A company runs an application on Amazon EC2 instances that must read objects from a specific Amazon S3 bucket. Developers currently store long-lived IAM user access keys in the application configuration file. A solutions architect must remove the static credentials while granting only the access the application needs. Which approach best meets these requirements?
- AAttach an IAM role to the EC2 instances with a policy that allows the s3:GetObject action on the specific bucket, and have the application use the role credentials. Correct
- BCreate an IAM user with an S3 read-only managed policy and embed its access key and secret key in the EC2 instance user data at launch.
- CAttach an IAM role to the EC2 instances that grants the AdministratorAccess managed policy so the application can reach the bucket without stored keys.

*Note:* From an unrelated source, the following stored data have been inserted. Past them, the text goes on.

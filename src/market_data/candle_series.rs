use std::collections::VecDeque;

use serde::{Deserialize, Serialize};
use tracing::debug;

// ---------------------------------------------------------------------------
// Data types
// ---------------------------------------------------------------------------

/// A single OHLC bar. `time` is the bar open-time in epoch milliseconds.
#[derive(Debug, Clone, Copy, PartialEq, Serialize, Deserialize)]
pub struct Candle {
    pub time: i64,
    pub open: f64,
    pub high: f64,
    pub low: f64,
    pub close: f64,
}

/// What [`CandleSeries::apply_update`] did with an incoming bar.
#[derive(Debug, Clone, Copy, PartialEq, Eq)]
pub enum MergeOutcome {
    /// A new bar was pushed (possibly evicting the oldest one).
    Appended,
    /// The still-forming last bar was overwritten.
    Replaced,
    /// The bar was older than the last one and was dropped.
    Discarded,
}

/// Default number of bars retained, matching the history request size.
pub const DEFAULT_CAPACITY: usize = 100;

// ---------------------------------------------------------------------------
// CandleSeries -- bounded, time-ordered ring of bars
// ---------------------------------------------------------------------------

/// Bounded, chronologically ordered collection of candles for one
/// subscription.
///
/// Invariants: ascending by `time`, no duplicate `time` values, and
/// `len() <= capacity()`.
#[derive(Debug, Clone)]
pub struct CandleSeries {
    candles: VecDeque<Candle>,
    capacity: usize,
}

impl CandleSeries {
    /// Create an empty series that retains at most `capacity` bars.
    pub fn new(capacity: usize) -> Self {
        let capacity = capacity.max(1);
        Self {
            candles: VecDeque::with_capacity(capacity),
            capacity,
        }
    }

    /// Replace the whole series with a history batch.
    ///
    /// The batch is sorted by time; when the same `time` appears twice the
    /// later entry wins. Only the `capacity` most recent bars are kept.
    pub fn apply_history(&mut self, mut history: Vec<Candle>) {
        history.sort_by_key(|c| c.time);

        self.candles.clear();
        for candle in history {
            match self.candles.back_mut() {
                Some(last) if last.time == candle.time => *last = candle,
                _ => self.candles.push_back(candle),
            }
        }

        while self.candles.len() > self.capacity {
            self.candles.pop_front();
        }
    }

    /// Merge a single live bar.
    ///
    /// * empty series or newer bar => append, evicting the oldest when full
    /// * same `time` as the last bar => replace the last bar in place
    /// * older than the last bar => discard, the series is untouched
    pub fn apply_update(&mut self, candle: Candle) -> MergeOutcome {
        let Some(last) = self.candles.back_mut() else {
            self.candles.push_back(candle);
            return MergeOutcome::Appended;
        };

        if candle.time == last.time {
            *last = candle;
            MergeOutcome::Replaced
        } else if candle.time > last.time {
            if self.candles.len() == self.capacity {
                self.candles.pop_front();
            }
            self.candles.push_back(candle);
            MergeOutcome::Appended
        } else {
            debug!(
                time = candle.time,
                last_time = last.time,
                "discarding out-of-order candle update"
            );
            MergeOutcome::Discarded
        }
    }

    pub fn len(&self) -> usize {
        self.candles.len()
    }

    pub fn capacity(&self) -> usize {
        self.capacity
    }

    pub fn last(&self) -> Option<&Candle> {
        self.candles.back()
    }

    pub fn iter(&self) -> impl Iterator<Item = &Candle> {
        self.candles.iter()
    }

    /// Owned snapshot in chronological order.
    pub fn to_vec(&self) -> Vec<Candle> {
        self.iter().copied().collect()
    }
}

impl Default for CandleSeries {
    fn default() -> Self {
        Self::new(DEFAULT_CAPACITY)
    }
}

// ---------------------------------------------------------------------------
// Tests
// ---------------------------------------------------------------------------

#[cfg(test)]
mod tests {
    use super::*;

    fn candle(time: i64, close: f64) -> Candle {
        Candle {
            time,
            open: close,
            high: close + 1.0,
            low: close - 1.0,
            close,
        }
    }

    fn closes(series: &CandleSeries) -> Vec<f64> {
        series.iter().map(|c| c.close).collect()
    }

    fn assert_invariants(series: &CandleSeries) {
        assert!(series.len() <= series.capacity());
        let times: Vec<i64> = series.iter().map(|c| c.time).collect();
        for pair in times.windows(2) {
            assert!(pair[0] < pair[1], "series not strictly ascending: {times:?}");
        }
    }

    #[test]
    fn update_on_empty_appends() {
        let mut series = CandleSeries::new(10);
        assert_eq!(series.apply_update(candle(0, 1.0)), MergeOutcome::Appended);
        assert_eq!(series.len(), 1);
    }

    #[test]
    fn same_time_replaces_last() {
        let mut series = CandleSeries::default();
        series.apply_history(vec![candle(0, 10.0)]);

        let outcome = series.apply_update(candle(0, 12.0));

        assert_eq!(outcome, MergeOutcome::Replaced);
        assert_eq!(series.to_vec(), vec![candle(0, 12.0)]);
    }

    #[test]
    fn repeated_update_is_idempotent() {
        let mut series = CandleSeries::default();
        series.apply_history(vec![candle(0, 1.0), candle(60_000, 2.0)]);

        series.apply_update(candle(60_000, 3.0));
        let once = series.to_vec();
        series.apply_update(candle(60_000, 3.0));

        assert_eq!(series.to_vec(), once);
        assert_eq!(series.len(), 2);
    }

    #[test]
    fn stale_update_never_changes_series() {
        let mut series = CandleSeries::default();
        series.apply_history(vec![candle(0, 1.0), candle(60_000, 2.0), candle(120_000, 3.0)]);
        let before = series.to_vec();

        assert_eq!(series.apply_update(candle(60_000, 99.0)), MergeOutcome::Discarded);
        assert_eq!(series.apply_update(candle(-5, 99.0)), MergeOutcome::Discarded);

        assert_eq!(series.to_vec(), before);
    }

    #[test]
    fn sliding_window_drops_oldest() {
        let mut series = CandleSeries::new(3);
        for i in 0..5 {
            series.apply_update(candle(i * 60_000, 100.0 + i as f64));
        }

        assert_eq!(series.len(), 3);
        assert_eq!(closes(&series), vec![102.0, 103.0, 104.0]);
    }

    #[test]
    fn default_capacity_is_one_hundred() {
        let mut series = CandleSeries::default();
        for i in 0..250 {
            series.apply_update(candle(i, i as f64));
        }
        assert_eq!(series.len(), 100);
        assert_eq!(series.iter().next().map(|c| c.time), Some(150));
        assert_eq!(series.last().map(|c| c.time), Some(249));
    }

    #[test]
    fn history_is_sorted_deduplicated_and_truncated() {
        let mut series = CandleSeries::new(3);
        series.apply_history(vec![
            candle(300, 4.0),
            candle(100, 2.0),
            candle(0, 1.0),
            candle(200, 3.0),
            candle(200, 3.5),
        ]);

        let times: Vec<i64> = series.iter().map(|c| c.time).collect();
        assert_eq!(times, vec![100, 200, 300]);
        assert_eq!(closes(&series), vec![2.0, 3.5, 4.0]);
    }

    #[test]
    fn history_replaces_previous_contents() {
        let mut series = CandleSeries::default();
        series.apply_history(vec![candle(0, 1.0), candle(60, 2.0)]);
        series.apply_history(vec![candle(500, 9.0)]);
        assert_eq!(series.to_vec(), vec![candle(500, 9.0)]);
    }

    #[test]
    fn arbitrary_update_streams_keep_invariants() {
        // Small LCG so the sequence is deterministic without extra crates.
        let mut seed: u64 = 0x5eed;
        let mut next = move || {
            seed = seed.wrapping_mul(6_364_136_223_846_793_005).wrapping_add(1);
            (seed >> 33) as i64
        };

        for capacity in [1, 2, 7, 100] {
            let mut series = CandleSeries::new(capacity);
            for _ in 0..1_000 {
                let time = next() % 400;
                let before = series.to_vec();
                let outcome = series.apply_update(candle(time, time as f64));
                match outcome {
                    MergeOutcome::Discarded => assert_eq!(series.to_vec(), before),
                    MergeOutcome::Replaced => assert_eq!(series.len(), before.len()),
                    MergeOutcome::Appended => {
                        assert_eq!(series.last().map(|c| c.time), Some(time))
                    }
                }
                assert_invariants(&series);
            }
        }
    }
}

- DStore the IAM user access keys in AWS Secrets Manager and have the running application retrieve the same long-lived keys at startup.

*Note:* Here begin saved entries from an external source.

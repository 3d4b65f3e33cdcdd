// =============================================================================
// Gateway Codec — Deriv WebSocket API v3 payloads
// =============================================================================
//
// Outbound: pure builders for the authorize, candle-history and tick
// subscription requests.
//
// Inbound: every frame is classified into zero or more `GatewayEvent`s before
// any state is touched. The gateway routinely combines keys in one frame
// (`candles` + `subscription`, `tick` + `subscription`), so every recognised
// top-level key yields its own event, in a fixed order. A frame with none of
// the known keys decodes to an empty list.
// =============================================================================

use anyhow::{bail, Context, Result};
use chrono::{DateTime, TimeZone, Utc};
use serde_json::{json, Map, Value};

use crate::market_data::Candle;

// ---------------------------------------------------------------------------
// Outbound
// ---------------------------------------------------------------------------

/// `{ "authorize": token }`
pub fn authorize_request(token: &str) -> String {
    json!({ "authorize": token }).to_string()
}

/// Candle history for the latest `count` bars, with live `ohlc` updates.
pub fn candle_history_request(symbol: &str, granularity_seconds: u32, count: usize) -> String {
    json!({
        "ticks_history": symbol,
        "adjust_start_time": 1,
        "count": count,
        "end": "latest",
        "granularity": granularity_seconds,
        "style": "candles",
        "subscribe": 1,
    })
    .to_string()
}

/// `{ "ticks": symbol, "subscribe": 1 }`
pub fn tick_subscribe_request(symbol: &str) -> String {
    json!({ "ticks": symbol, "subscribe": 1 }).to_string()
}

// ---------------------------------------------------------------------------
// Inbound
// ---------------------------------------------------------------------------

/// A typed inbound event.
#[derive(Debug, Clone, PartialEq)]
pub enum GatewayEvent {
    Authorize { balance: Option<f64> },
    Balance { balance: Option<f64> },
    Candles(Vec<Candle>),
    Ohlc(Candle),
    Tick { quote: f64, time: DateTime<Utc> },
    Subscription { id: String },
    Error { code: Option<String>, message: String },
}

/// Decode one text frame.
///
/// Fails on invalid JSON, a non-object root, or a recognised key whose body
/// is malformed; in that case nothing from the frame should be applied.
pub fn decode(text: &str) -> Result<Vec<GatewayEvent>> {
    let root: Value = serde_json::from_str(text).context("failed to parse gateway JSON")?;
    let obj = root
        .as_object()
        .context("gateway message is not a JSON object")?;

    let mut events = Vec::new();

    if let Some(auth) = present(obj, "authorize") {
        events.push(GatewayEvent::Authorize {
            balance: optional_f64(auth.get("balance")),
        });
    }

    if let Some(bal) = present(obj, "balance") {
        events.push(GatewayEvent::Balance {
            balance: optional_f64(bal.get("balance")),
        });
    }

    if let Some(candles) = present(obj, "candles") {
        let list = candles.as_array().context("candles is not an array")?;
        let parsed = list
            .iter()
            .enumerate()
            .map(|(i, c)| parse_history_candle(c).with_context(|| format!("candles[{i}]")))
            .collect::<Result<Vec<_>>>()?;
        events.push(GatewayEvent::Candles(parsed));
    }

    if let Some(ohlc) = present(obj, "ohlc") {
        events.push(GatewayEvent::Ohlc(parse_ohlc(ohlc).context("ohlc")?));
    }

    if let Some(tick) = present(obj, "tick") {
        let quote = parse_f64(&tick["quote"], "tick.quote")?;
        let epoch = parse_epoch(&tick["epoch"], "tick.epoch")?;
        events.push(GatewayEvent::Tick {
            quote,
            time: epoch_to_datetime(epoch)?,
        });
    }

    if let Some(sub) = present(obj, "subscription") {
        let id = sub["id"]
            .as_str()
            .context("missing field subscription.id")?
            .to_string();
        events.push(GatewayEvent::Subscription { id });
    }

    if let Some(err) = present(obj, "error") {
        let message = err
            .get("message")
            .and_then(Value::as_str)
            .filter(|m| !m.is_empty())
            .unwrap_or("Unknown error")
            .to_string();
        let code = err.get("code").and_then(Value::as_str).map(str::to_string);
        events.push(GatewayEvent::Error { code, message });
    }

    Ok(events)
}

/// A key counts as present unless it is missing or `null`.
fn present<'a>(obj: &'a Map<String, Value>, key: &str) -> Option<&'a Value> {
    obj.get(key).filter(|v| !v.is_null())
}

fn parse_history_candle(c: &Value) -> Result<Candle> {
    let epoch = parse_epoch(&c["epoch"], "epoch")?;
    Ok(Candle {
        time: epoch.saturating_mul(1000),
        open: parse_f64(&c["open"], "open")?,
        high: parse_f64(&c["high"], "high")?,
        low: parse_f64(&c["low"], "low")?,
        close: parse_f64(&c["close"], "close")?,
    })
}

/// Live bar update. The bar is keyed by `open_time`; `epoch` (the time of the
/// tick that produced the update) is only used when `open_time` is absent.
fn parse_ohlc(o: &Value) -> Result<Candle> {
    let open_time = match o.get("open_time").filter(|v| !v.is_null()) {
        Some(v) => parse_epoch(v, "open_time")?,
        None => parse_epoch(&o["epoch"], "epoch")?,
    };
    Ok(Candle {
        time: open_time.saturating_mul(1000),
        open: parse_f64(&o["open"], "open")?,
        high: parse_f64(&o["high"], "high")?,
        low: parse_f64(&o["low"], "low")?,
        close: parse_f64(&o["close"], "close")?,
    })
}

/// The gateway sends prices either as JSON numbers or as numeric strings.
fn parse_f64(val: &Value, name: &str) -> Result<f64> {
    let parsed = match val {
        Value::String(s) => s
            .trim()
            .parse::<f64>()
            .with_context(|| format!("failed to parse {name} as f64: {s}"))?,
        Value::Number(n) => n
            .as_f64()
            .with_context(|| format!("field {name} is not a valid f64"))?,
        Value::Null => bail!("missing field {name}"),
        _ => bail!("field {name} has unexpected JSON type"),
    };
    if !parsed.is_finite() {
        bail!("field {name} is not finite");
    }
    Ok(parsed)
}

fn optional_f64(val: Option<&Value>) -> Option<f64> {
    val.and_then(|v| parse_f64(v, "balance").ok())
}

/// Epoch seconds, as an integer or an integer-valued string.
fn parse_epoch(val: &Value, name: &str) -> Result<i64> {
    match val {
        Value::Number(n) => n
            .as_i64()
            .with_context(|| format!("field {name} is not an integer epoch")),
        Value::String(s) => s
            .trim()
            .parse::<i64>()
            .with_context(|| format!("failed to parse {name} as epoch: {s}")),
        Value::Null => bail!("missing field {name}"),
        _ => bail!("field {name} has unexpected JSON type"),
    }
}

fn epoch_to_datetime(epoch_secs: i64) -> Result<DateTime<Utc>> {
    epoch_secs
        .checked_mul(1000)
        .and_then(|ms| Utc.timestamp_millis_opt(ms).single())
        .with_context(|| format!("epoch {epoch_secs} is out of range"))
}

// ---------------------------------------------------------------------------
// Tests
// ---------------------------------------------------------------------------

#[cfg(test)]
mod tests {
    use super::*;

    #[test]
    fn authorize_request_shape() {
        let v: Value = serde_json::from_str(&authorize_request("a1-token")).unwrap();
        assert_eq!(v, json!({ "authorize": "a1-token" }));
    }

    #[test]
    fn history_request_shape() {
        let v: Value = serde_json::from_str(&candle_history_request("R_25", 60, 100)).unwrap();
        assert_eq!(
            v,
            json!({
                "ticks_history": "R_25",
                "adjust_start_time": 1,
                "count": 100,
                "end": "latest",
                "granularity": 60,
                "style": "candles",
                "subscribe": 1
            })
        );
    }

    #[test]
    fn tick_request_shape() {
        let v: Value = serde_json::from_str(&tick_subscribe_request("frxXAUUSD")).unwrap();
        assert_eq!(v, json!({ "ticks": "frxXAUUSD", "subscribe": 1 }));
    }

    #[test]
    fn decodes_candle_history_with_subscription() {
        let json = r#"{
            "candles": [
                { "epoch": 1700000000, "open": "101.5", "high": 102, "low": "100.25", "close": "101.75" },
                { "epoch": 1700000060, "open": 101.75, "high": 103, "low": 101, "close": 102.5 }
            ],
            "subscription": { "id": "c9d7-sub" },
            "msg_type": "candles"
        }"#;
        let events = decode(json).unwrap();
        assert_eq!(events.len(), 2);
        match &events[0] {
            GatewayEvent::Candles(list) => {
                assert_eq!(list.len(), 2);
                assert_eq!(list[0].time, 1_700_000_000_000);
                assert_eq!(list[0].open, 101.5);
                assert_eq!(list[0].low, 100.25);
                assert_eq!(list[1].close, 102.5);
            }
            other => panic!("unexpected event {other:?}"),
        }
        assert_eq!(
            events[1],
            GatewayEvent::Subscription {
                id: "c9d7-sub".into()
            }
        );
    }

    #[test]
    fn ohlc_prefers_open_time() {
        let json = r#"{ "ohlc": {
            "epoch": 1700000042, "open_time": 1700000040,
            "open": "1.1", "high": "1.3", "low": "1.0", "close": "1.2"
        } }"#;
        let events = decode(json).unwrap();
        match &events[..] {
            [GatewayEvent::Ohlc(c)] => {
                assert_eq!(c.time, 1_700_000_040_000);
                assert_eq!(c.close, 1.2);
            }
            other => panic!("unexpected events {other:?}"),
        }
    }

    #[test]
    fn ohlc_falls_back_to_epoch() {
        let json = r#"{ "ohlc": { "epoch": 60, "open": 1, "high": 1, "low": 1, "close": 1 } }"#;
        match &decode(json).unwrap()[..] {
            [GatewayEvent::Ohlc(c)] => assert_eq!(c.time, 60_000),
            other => panic!("unexpected events {other:?}"),
        }
    }

    #[test]
    fn decodes_tick() {
        let json = r#"{ "tick": { "quote": 1234.56, "epoch": 1700000001, "symbol": "R_25" } }"#;
        match &decode(json).unwrap()[..] {
            [GatewayEvent::Tick { quote, time }] => {
                assert_eq!(*quote, 1234.56);
                assert_eq!(time.timestamp_millis(), 1_700_000_001_000);
            }
            other => panic!("unexpected events {other:?}"),
        }
    }

    #[test]
    fn decodes_balances() {
        let events = decode(r#"{ "authorize": { "balance": 10000, "loginid": "VRTC1" } }"#).unwrap();
        assert_eq!(events, vec![GatewayEvent::Authorize { balance: Some(10000.0) }]);

        let events = decode(r#"{ "balance": { "balance": "42.5", "currency": "USD" } }"#).unwrap();
        assert_eq!(events, vec![GatewayEvent::Balance { balance: Some(42.5) }]);
    }

    #[test]
    fn decodes_error_with_default_message() {
        let events = decode(r#"{ "error": { "code": "InvalidSymbol", "message": "x" } }"#).unwrap();
        assert_eq!(
            events,
            vec![GatewayEvent::Error {
                code: Some("InvalidSymbol".into()),
                message: "x".into()
            }]
        );

        let events = decode(r#"{ "error": {} }"#).unwrap();
        assert_eq!(
            events,
            vec![GatewayEvent::Error {
                code: None,
                message: "Unknown error".into()
            }]
        );
    }

    #[test]
    fn unrecognised_frame_is_empty() {
        assert!(decode(r#"{ "ping": "pong", "msg_type": "ping" }"#).unwrap().is_empty());
        assert!(decode(r#"{ "tick": null }"#).unwrap().is_empty());
    }

    #[test]
    fn malformed_frames_fail() {
        assert!(decode("not json").is_err());
        assert!(decode("[1, 2, 3]").is_err());
        assert!(decode(r#"{ "candles": "nope" }"#).is_err());
        assert!(decode(r#"{ "tick": { "quote": "abc", "epoch": 1 } }"#).is_err());
        assert!(decode(r#"{ "ohlc": { "open_time": 1, "open": 1, "high": 1, "low": 1 } }"#).is_err());
        assert!(decode(r#"{ "subscription": {} }"#).is_err());
    }
}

Why A is correct: An instance profile role supplies automatically rotated temporary credentials and a scoped GetObject policy on one bucket grants least privilege without any static keys.

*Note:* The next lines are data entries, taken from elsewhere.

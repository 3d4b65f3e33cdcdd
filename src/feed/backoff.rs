// =============================================================================
// Reconnect Backoff — delay before the next connection attempt
// =============================================================================
//
// The default policy waits a fixed 3 s and retries forever. An exponential
// policy (doubling per consecutive failure, capped, with jitter over the upper
// half of the window) can be selected in the runtime config. The attempt
// counter resets whenever a connection is established.
// =============================================================================

use std::time::Duration;

use rand::Rng;
use serde::{Deserialize, Serialize};

pub const DEFAULT_RECONNECT_DELAY_MS: u64 = 3_000;

#[derive(Debug, Clone, Copy, PartialEq, Eq, Serialize, Deserialize)]
#[serde(tag = "kind", rename_all = "snake_case")]
pub enum ReconnectPolicy {
    Fixed { delay_ms: u64 },
    Exponential { base_ms: u64, cap_ms: u64 },
}

impl Default for ReconnectPolicy {
    fn default() -> Self {
        Self::Fixed {
            delay_ms: DEFAULT_RECONNECT_DELAY_MS,
        }
    }
}

/// Tracks consecutive failed attempts for a [`ReconnectPolicy`].
#[derive(Debug, Clone)]
pub struct Backoff {
    policy: ReconnectPolicy,
    attempt: u32,
}

impl Backoff {
    pub fn new(policy: ReconnectPolicy) -> Self {
        Self { policy, attempt: 0 }
    }

    /// Delay before the next attempt; advances the attempt counter.
    pub fn next_delay(&mut self) -> Duration {
        let attempt = self.attempt;
        self.attempt = self.attempt.saturating_add(1);

        match self.policy {
            ReconnectPolicy::Fixed { delay_ms } => Duration::from_millis(delay_ms),
            ReconnectPolicy::Exponential { base_ms, cap_ms } => {
                let ceiling = exponential_ceiling_ms(base_ms, attempt, cap_ms);
                let half = ceiling / 2;
                let jittered = half + rand::thread_rng().gen_range(0..=ceiling - half);
                Duration::from_millis(jittered)
            }
        }
    }

    pub fn reset(&mut self) {
        self.attempt = 0;
    }
}

fn exponential_ceiling_ms(base_ms: u64, attempt: u32, cap_ms: u64) -> u64 {
    let multiplier = 1u64.checked_shl(attempt.min(63)).unwrap_or(u64::MAX);
    base_ms.saturating_mul(multiplier).min(cap_ms)
}

#[cfg(test)]
mod tests {
    use super::*;

    #[test]
    fn default_is_fixed_three_seconds() {
        let mut backoff = Backoff::new(ReconnectPolicy::default());
        for _ in 0..50 {
            assert_eq!(backoff.next_delay(), Duration::from_millis(3_000));
        }
    }

    #[test]
    fn exponential_grows_until_cap() {
        assert_eq!(exponential_ceiling_ms(500, 0, 15_000), 500);
        assert_eq!(exponential_ceiling_ms(500, 3, 15_000), 4_000);
        assert_eq!(exponential_ceiling_ms(500, 10, 15_000), 15_000);
        assert_eq!(exponential_ceiling_ms(500, 200, 15_000), 15_000);
    }

    #[test]
    fn exponential_delay_stays_in_upper_half() {
        let mut backoff = Backoff::new(ReconnectPolicy::Exponential {
            base_ms: 1_000,
            cap_ms: 8_000,
        });
        let bounds = [(500, 1_000), (1_000, 2_000), (2_000, 4_000), (4_000, 8_000), (4_000, 8_000)];
        for (lo, hi) in bounds {
            let ms = backoff.next_delay().as_millis() as u64;
            assert!((lo..=hi).contains(&ms), "{ms} not in {lo}..={hi}");
        }
    }

    #[test]
    fn reset_restarts_sequence() {
        let mut backoff = Backoff::new(ReconnectPolicy::Exponential {
            base_ms: 100,
            cap_ms: 10_000,
        });
        backoff.next_delay();
        backoff.next_delay();
        backoff.reset();
        assert_eq!(backoff.attempt, 0);
        assert!(backoff.next_delay() <= Duration::from_millis(100));
    }

    #[test]
    fn policy_serde_is_tagged() {
        let json = serde_json::to_string(&ReconnectPolicy::default()).unwrap();
        assert_eq!(json, r#"{"kind":"fixed","delay_ms":3000}"#);
        let policy: ReconnectPolicy =
            serde_json::from_str(r#"{"kind":"exponential","base_ms":250,"cap_ms":30000}"#).unwrap();
        assert_eq!(
            policy,
            ReconnectPolicy::Exponential {
                base_ms: 250,
                cap_ms: 30_000
            }
        );
    }
}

Why B is wrong: Moving the key to user data still relies on long-lived static credentials that can leak, so it fails the requirement to remove static credentials entirely.
Why C is wrong: A role does remove static keys, but AdministratorAccess grants far more than the read access needed and violates the least-privilege requirement badly.
Why D is wrong: Secrets Manager protects the keys at rest, but the application still authenticates with long-lived IAM user credentials rather than removing them as required.